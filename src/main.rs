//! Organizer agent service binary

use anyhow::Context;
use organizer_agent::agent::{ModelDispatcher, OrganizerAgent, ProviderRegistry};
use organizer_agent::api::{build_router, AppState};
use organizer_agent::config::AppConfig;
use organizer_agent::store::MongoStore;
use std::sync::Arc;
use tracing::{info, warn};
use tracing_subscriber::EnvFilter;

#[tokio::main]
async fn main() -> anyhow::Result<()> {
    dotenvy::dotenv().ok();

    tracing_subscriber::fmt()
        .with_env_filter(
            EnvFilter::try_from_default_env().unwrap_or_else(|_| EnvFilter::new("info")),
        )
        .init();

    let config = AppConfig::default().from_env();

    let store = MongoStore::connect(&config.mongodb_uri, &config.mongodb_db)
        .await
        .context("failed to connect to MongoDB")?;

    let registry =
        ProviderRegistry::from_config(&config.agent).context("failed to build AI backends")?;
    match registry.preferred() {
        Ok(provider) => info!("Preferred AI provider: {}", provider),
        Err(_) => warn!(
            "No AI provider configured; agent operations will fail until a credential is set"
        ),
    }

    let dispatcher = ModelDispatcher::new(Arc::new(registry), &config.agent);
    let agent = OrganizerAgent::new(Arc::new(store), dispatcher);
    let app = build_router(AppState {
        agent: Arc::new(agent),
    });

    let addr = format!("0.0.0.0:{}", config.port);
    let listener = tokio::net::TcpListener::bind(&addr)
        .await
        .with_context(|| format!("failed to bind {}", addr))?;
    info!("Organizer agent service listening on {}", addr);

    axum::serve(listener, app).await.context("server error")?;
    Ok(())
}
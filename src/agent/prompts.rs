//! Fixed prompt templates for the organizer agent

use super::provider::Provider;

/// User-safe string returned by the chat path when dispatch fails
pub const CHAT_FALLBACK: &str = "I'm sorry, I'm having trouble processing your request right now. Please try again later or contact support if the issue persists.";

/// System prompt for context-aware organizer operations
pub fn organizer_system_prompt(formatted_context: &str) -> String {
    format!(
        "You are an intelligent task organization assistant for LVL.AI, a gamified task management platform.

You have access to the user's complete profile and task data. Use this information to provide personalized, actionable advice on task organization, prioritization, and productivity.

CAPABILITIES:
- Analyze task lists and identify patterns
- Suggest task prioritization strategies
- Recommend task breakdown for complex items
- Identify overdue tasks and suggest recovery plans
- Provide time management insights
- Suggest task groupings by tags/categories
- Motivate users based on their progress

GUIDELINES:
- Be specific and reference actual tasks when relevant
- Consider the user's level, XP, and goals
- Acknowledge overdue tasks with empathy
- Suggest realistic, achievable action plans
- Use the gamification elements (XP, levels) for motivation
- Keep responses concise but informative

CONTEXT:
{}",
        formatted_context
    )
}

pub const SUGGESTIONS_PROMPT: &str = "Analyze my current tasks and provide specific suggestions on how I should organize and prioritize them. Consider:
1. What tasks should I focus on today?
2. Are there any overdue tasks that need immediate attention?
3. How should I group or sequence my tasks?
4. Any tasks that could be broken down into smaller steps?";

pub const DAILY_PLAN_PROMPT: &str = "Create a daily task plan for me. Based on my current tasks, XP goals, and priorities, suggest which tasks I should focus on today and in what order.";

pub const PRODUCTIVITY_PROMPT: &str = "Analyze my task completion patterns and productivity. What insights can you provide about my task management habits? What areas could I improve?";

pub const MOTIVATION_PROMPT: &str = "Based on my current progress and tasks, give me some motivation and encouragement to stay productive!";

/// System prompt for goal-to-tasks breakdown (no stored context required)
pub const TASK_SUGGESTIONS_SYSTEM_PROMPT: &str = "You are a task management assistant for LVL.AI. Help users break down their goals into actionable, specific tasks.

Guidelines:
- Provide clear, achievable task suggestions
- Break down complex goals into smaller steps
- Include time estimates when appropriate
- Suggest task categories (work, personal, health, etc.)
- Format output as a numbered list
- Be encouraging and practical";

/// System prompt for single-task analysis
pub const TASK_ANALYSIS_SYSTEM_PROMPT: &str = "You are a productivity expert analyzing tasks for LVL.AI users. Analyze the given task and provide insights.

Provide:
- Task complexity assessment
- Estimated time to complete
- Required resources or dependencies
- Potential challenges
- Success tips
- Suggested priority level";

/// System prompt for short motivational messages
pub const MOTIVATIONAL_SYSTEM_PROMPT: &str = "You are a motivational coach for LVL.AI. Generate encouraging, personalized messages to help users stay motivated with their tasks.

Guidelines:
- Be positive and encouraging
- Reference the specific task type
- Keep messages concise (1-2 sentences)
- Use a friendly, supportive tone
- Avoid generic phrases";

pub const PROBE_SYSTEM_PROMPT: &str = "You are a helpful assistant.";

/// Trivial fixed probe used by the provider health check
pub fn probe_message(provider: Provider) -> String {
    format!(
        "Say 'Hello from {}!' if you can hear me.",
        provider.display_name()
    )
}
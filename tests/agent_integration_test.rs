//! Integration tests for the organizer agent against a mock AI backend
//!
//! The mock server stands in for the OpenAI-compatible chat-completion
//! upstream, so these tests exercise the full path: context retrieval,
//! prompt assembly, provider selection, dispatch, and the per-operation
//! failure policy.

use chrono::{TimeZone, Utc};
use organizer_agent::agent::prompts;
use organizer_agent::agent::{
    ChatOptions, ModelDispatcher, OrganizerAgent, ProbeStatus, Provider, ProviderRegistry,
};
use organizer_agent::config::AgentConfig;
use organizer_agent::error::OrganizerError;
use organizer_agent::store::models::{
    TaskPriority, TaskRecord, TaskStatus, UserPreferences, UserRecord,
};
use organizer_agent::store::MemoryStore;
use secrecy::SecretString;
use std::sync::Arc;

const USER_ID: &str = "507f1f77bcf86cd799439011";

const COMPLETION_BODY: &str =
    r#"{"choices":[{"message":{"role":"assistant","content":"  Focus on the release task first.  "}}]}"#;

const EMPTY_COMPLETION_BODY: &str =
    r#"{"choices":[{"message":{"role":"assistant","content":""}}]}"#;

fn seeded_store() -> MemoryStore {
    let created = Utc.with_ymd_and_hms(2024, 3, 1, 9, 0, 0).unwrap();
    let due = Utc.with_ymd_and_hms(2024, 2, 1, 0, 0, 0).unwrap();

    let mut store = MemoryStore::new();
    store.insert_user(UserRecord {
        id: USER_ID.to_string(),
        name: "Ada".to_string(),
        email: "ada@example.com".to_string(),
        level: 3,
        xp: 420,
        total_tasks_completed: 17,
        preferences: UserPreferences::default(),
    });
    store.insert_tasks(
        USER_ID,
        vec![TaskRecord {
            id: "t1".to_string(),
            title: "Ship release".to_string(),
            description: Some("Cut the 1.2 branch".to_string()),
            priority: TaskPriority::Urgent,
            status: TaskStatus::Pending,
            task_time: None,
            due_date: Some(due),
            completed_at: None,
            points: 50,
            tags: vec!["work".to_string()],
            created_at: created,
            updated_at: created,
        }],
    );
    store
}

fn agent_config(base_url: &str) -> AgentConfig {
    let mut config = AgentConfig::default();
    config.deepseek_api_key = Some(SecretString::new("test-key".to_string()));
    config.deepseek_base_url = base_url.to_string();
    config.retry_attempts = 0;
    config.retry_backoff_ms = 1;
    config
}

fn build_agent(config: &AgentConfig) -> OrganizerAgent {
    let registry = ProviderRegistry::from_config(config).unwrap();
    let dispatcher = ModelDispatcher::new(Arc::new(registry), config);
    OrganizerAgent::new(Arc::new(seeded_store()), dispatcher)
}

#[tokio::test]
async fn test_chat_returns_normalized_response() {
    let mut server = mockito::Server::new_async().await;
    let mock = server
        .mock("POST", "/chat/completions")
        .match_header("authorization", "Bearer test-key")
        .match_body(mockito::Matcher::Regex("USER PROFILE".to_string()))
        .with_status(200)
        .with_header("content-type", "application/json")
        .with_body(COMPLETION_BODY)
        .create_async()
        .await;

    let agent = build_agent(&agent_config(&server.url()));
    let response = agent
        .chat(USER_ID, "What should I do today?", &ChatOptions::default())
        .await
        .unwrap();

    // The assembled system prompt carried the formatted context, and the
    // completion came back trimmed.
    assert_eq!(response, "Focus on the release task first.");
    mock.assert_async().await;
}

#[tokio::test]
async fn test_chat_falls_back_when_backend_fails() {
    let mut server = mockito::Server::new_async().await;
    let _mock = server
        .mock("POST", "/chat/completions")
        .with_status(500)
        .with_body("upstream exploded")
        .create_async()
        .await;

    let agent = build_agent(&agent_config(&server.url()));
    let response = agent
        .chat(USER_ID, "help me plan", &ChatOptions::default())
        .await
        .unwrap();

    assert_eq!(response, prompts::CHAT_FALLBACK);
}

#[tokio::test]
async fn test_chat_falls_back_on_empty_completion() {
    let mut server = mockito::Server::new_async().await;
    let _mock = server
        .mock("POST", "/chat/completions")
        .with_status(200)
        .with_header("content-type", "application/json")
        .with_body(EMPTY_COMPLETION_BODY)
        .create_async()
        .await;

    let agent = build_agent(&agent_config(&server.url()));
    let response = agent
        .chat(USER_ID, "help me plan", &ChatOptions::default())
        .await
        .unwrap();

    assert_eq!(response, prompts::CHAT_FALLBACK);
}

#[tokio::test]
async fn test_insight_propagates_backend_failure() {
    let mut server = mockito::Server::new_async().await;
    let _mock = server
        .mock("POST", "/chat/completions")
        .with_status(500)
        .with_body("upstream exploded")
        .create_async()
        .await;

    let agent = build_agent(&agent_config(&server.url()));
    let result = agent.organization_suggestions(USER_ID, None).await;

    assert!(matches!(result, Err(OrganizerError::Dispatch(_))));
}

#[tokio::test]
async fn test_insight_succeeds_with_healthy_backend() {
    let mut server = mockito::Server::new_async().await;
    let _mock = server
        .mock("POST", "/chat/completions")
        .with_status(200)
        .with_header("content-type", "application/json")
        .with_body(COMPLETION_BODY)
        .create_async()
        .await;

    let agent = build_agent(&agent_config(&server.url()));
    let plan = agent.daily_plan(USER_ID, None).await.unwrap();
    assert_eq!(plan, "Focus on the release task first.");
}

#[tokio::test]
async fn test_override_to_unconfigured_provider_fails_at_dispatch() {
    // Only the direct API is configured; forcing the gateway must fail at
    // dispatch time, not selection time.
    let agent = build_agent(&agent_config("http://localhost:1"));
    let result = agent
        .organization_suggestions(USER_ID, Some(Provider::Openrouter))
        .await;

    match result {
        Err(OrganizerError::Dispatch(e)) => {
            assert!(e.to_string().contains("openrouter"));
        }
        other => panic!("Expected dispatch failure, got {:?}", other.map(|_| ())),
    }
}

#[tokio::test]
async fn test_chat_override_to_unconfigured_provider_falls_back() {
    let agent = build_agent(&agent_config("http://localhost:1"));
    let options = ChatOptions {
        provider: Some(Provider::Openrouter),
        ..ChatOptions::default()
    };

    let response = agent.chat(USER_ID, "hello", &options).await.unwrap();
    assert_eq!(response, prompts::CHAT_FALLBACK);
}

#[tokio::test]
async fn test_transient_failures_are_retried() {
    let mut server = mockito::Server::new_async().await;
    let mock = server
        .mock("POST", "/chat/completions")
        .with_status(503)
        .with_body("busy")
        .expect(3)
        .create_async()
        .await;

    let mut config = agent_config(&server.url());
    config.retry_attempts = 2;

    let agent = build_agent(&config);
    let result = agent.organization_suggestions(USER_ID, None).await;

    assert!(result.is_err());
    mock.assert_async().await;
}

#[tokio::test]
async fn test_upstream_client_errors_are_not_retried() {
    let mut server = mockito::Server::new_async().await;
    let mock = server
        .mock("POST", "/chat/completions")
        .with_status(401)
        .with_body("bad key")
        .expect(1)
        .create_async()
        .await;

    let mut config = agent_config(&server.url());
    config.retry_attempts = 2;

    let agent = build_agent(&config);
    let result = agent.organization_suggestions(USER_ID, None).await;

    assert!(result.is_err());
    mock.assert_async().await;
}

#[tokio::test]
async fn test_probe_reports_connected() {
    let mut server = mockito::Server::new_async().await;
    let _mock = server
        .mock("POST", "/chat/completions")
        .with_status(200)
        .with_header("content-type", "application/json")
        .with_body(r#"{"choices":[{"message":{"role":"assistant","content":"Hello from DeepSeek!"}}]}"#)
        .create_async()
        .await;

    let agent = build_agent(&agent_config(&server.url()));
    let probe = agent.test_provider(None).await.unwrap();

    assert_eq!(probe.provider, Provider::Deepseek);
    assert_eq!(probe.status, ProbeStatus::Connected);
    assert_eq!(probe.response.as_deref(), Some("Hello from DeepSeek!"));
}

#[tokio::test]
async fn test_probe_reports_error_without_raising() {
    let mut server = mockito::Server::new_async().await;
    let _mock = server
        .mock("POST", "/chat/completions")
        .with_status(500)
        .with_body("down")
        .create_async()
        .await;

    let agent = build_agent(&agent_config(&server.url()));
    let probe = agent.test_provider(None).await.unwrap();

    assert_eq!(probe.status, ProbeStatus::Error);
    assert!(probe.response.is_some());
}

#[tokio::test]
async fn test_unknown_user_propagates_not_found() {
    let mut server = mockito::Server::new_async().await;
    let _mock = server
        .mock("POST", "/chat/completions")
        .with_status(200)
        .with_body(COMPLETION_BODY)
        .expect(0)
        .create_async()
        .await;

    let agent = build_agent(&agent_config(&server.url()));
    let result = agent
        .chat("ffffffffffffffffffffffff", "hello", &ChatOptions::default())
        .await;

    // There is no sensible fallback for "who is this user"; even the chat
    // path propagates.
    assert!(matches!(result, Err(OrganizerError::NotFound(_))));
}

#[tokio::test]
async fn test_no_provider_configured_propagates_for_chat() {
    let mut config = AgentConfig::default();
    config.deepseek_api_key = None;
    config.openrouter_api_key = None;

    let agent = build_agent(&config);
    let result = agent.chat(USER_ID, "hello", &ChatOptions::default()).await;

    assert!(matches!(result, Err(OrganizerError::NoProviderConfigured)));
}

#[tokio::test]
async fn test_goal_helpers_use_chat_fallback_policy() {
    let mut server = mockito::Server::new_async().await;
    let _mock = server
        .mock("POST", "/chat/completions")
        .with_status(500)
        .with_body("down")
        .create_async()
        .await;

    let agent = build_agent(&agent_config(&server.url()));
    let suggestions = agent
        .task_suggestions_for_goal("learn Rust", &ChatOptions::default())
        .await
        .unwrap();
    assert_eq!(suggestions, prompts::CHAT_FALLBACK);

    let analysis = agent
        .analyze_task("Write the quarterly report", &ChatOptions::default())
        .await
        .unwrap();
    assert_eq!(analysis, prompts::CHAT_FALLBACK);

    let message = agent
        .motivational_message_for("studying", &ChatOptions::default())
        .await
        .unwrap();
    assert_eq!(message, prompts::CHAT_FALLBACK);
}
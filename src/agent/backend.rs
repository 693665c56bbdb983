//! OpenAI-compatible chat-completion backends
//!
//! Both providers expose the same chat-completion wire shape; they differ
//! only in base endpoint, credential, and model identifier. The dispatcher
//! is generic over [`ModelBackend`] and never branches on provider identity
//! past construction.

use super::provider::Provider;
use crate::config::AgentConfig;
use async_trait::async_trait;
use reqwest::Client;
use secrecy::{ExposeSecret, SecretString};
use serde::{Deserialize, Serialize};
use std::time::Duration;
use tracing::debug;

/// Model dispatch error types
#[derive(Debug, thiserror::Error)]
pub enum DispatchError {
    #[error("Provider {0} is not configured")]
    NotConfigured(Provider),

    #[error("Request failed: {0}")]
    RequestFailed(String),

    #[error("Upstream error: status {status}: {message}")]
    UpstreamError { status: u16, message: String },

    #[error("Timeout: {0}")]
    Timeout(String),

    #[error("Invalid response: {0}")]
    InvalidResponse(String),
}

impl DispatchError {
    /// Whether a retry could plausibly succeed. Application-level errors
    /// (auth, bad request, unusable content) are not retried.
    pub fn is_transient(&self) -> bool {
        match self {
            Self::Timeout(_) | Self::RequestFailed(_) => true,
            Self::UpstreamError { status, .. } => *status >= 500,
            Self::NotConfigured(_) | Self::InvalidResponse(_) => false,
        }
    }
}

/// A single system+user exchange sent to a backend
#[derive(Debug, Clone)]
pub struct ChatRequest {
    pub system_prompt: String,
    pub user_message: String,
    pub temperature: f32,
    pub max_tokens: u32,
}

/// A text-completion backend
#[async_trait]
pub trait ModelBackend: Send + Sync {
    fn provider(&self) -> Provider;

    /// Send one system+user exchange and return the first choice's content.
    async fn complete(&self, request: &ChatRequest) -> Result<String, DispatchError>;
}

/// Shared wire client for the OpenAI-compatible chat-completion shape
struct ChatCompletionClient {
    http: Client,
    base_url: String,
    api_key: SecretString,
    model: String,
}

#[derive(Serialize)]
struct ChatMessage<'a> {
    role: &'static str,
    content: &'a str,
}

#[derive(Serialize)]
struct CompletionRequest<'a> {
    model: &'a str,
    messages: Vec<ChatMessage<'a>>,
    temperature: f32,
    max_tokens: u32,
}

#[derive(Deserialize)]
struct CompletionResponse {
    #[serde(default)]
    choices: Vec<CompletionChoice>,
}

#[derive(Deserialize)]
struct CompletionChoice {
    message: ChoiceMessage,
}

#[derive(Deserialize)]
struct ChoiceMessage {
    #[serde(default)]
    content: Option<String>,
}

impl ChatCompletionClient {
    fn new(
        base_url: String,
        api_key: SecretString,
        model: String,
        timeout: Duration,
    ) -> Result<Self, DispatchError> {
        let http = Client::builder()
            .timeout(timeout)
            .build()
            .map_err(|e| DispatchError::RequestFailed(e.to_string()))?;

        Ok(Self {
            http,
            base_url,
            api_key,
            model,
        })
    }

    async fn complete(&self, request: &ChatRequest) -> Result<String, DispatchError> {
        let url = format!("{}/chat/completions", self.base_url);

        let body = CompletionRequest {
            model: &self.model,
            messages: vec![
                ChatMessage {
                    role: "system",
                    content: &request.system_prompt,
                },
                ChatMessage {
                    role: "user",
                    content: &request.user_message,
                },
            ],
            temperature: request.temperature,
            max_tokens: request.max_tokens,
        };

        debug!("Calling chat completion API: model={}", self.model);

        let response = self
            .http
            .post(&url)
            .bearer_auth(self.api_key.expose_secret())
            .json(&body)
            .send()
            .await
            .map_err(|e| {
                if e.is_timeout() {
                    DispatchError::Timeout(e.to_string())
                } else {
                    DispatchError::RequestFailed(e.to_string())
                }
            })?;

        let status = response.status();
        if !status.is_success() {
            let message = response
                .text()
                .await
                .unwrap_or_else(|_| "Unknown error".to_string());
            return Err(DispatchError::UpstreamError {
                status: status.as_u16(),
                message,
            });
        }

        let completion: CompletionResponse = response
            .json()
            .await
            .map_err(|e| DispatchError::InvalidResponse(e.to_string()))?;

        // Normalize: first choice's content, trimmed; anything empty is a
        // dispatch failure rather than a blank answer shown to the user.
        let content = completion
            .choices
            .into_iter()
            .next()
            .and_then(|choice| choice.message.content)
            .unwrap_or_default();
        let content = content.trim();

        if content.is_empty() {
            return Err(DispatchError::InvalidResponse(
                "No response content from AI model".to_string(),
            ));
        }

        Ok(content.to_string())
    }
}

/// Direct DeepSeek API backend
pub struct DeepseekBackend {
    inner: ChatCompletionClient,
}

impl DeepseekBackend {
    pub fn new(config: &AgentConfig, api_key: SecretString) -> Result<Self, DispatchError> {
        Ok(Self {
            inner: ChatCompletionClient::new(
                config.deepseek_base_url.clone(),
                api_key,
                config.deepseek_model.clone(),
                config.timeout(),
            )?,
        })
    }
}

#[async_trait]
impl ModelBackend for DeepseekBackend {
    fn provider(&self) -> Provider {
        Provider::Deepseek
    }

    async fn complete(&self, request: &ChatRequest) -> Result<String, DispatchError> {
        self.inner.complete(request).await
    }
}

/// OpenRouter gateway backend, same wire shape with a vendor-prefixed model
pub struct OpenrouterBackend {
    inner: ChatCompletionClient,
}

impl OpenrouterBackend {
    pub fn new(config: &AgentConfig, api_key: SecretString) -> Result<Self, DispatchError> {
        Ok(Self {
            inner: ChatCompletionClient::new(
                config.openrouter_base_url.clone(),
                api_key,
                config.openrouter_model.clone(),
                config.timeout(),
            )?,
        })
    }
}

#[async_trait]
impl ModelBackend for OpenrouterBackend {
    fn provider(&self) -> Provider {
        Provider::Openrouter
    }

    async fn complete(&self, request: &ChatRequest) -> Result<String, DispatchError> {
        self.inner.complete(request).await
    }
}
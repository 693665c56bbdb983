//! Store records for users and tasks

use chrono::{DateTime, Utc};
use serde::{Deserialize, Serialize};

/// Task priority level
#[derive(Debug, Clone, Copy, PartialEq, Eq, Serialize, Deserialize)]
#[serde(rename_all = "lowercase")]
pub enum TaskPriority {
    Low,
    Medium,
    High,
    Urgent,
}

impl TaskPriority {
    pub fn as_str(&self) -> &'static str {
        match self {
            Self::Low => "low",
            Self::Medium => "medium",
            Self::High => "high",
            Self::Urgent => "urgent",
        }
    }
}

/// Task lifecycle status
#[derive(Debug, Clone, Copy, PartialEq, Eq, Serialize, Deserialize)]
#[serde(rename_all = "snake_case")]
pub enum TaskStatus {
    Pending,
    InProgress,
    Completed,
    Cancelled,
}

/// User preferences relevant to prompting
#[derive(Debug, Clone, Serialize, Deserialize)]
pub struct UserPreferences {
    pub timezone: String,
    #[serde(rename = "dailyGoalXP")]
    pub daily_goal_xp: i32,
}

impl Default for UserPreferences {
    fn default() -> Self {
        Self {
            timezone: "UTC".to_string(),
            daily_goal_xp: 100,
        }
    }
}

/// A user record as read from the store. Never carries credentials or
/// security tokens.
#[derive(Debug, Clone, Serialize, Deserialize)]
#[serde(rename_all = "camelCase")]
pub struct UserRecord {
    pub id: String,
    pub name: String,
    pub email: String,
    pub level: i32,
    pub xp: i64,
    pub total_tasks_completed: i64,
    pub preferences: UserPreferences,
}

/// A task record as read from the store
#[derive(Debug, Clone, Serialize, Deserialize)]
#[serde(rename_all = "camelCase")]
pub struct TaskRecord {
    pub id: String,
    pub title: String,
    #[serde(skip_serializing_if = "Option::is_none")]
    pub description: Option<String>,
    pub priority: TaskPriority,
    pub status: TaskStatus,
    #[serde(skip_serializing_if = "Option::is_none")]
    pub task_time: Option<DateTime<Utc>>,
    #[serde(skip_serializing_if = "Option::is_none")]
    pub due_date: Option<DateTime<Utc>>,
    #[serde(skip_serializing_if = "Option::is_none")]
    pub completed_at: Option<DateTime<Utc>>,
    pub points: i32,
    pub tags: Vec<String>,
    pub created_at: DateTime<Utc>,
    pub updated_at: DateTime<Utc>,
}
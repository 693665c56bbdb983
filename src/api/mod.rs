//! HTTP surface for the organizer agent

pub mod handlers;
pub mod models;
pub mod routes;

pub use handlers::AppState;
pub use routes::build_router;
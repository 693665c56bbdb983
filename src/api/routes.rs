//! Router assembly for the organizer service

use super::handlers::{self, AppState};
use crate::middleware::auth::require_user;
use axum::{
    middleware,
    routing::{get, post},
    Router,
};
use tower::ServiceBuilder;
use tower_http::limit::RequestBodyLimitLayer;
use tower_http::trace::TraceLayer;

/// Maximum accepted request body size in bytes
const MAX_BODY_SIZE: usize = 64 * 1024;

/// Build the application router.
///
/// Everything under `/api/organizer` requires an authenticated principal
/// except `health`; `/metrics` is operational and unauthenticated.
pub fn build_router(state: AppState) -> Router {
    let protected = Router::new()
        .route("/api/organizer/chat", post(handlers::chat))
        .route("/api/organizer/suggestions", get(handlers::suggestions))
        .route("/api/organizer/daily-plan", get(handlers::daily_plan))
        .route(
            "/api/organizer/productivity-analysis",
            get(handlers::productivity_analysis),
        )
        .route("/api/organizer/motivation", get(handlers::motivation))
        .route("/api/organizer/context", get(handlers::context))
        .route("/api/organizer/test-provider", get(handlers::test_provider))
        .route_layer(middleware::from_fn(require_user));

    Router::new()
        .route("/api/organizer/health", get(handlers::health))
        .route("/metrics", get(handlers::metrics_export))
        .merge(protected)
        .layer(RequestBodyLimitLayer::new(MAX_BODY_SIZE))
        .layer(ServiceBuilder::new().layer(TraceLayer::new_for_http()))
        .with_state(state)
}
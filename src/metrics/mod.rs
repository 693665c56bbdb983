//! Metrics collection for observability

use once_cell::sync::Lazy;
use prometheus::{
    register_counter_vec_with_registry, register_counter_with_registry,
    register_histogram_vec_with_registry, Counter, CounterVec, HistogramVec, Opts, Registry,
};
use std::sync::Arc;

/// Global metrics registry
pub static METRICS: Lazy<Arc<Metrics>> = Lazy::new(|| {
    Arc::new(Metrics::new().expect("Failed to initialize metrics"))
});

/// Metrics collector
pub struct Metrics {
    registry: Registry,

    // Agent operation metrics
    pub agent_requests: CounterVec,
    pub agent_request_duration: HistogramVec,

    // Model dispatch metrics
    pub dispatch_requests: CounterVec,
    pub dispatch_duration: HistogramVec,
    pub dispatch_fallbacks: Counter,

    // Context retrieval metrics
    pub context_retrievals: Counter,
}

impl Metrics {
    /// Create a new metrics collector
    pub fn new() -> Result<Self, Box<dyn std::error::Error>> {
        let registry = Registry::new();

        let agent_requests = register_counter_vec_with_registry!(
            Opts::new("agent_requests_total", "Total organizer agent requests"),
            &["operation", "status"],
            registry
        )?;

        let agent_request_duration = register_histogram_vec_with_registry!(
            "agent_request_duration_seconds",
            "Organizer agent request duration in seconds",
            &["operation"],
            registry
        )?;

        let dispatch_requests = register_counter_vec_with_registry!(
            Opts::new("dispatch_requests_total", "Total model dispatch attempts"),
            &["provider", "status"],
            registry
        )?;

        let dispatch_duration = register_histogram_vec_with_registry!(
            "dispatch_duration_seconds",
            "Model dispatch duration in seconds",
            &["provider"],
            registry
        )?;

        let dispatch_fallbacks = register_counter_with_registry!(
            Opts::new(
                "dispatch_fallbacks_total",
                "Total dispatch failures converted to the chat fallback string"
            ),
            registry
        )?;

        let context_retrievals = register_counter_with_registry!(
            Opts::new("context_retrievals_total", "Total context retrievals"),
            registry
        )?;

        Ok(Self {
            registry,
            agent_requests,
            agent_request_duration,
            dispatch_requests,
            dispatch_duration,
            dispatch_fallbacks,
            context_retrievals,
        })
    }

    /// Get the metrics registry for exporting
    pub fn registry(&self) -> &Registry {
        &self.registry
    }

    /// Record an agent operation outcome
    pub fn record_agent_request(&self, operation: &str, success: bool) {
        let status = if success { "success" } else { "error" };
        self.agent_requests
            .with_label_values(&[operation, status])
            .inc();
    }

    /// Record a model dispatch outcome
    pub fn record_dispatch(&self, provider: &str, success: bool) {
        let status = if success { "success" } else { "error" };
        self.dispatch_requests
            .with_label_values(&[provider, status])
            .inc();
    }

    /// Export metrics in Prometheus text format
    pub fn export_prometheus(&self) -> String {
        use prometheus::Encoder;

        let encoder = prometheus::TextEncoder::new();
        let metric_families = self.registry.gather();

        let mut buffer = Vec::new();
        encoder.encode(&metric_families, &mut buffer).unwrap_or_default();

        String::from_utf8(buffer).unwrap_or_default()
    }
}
# # # # #
• Your task
Look through the listing above, please, and state how many lines hold the word "title"; the number alone is the answer.

• Response to this task
2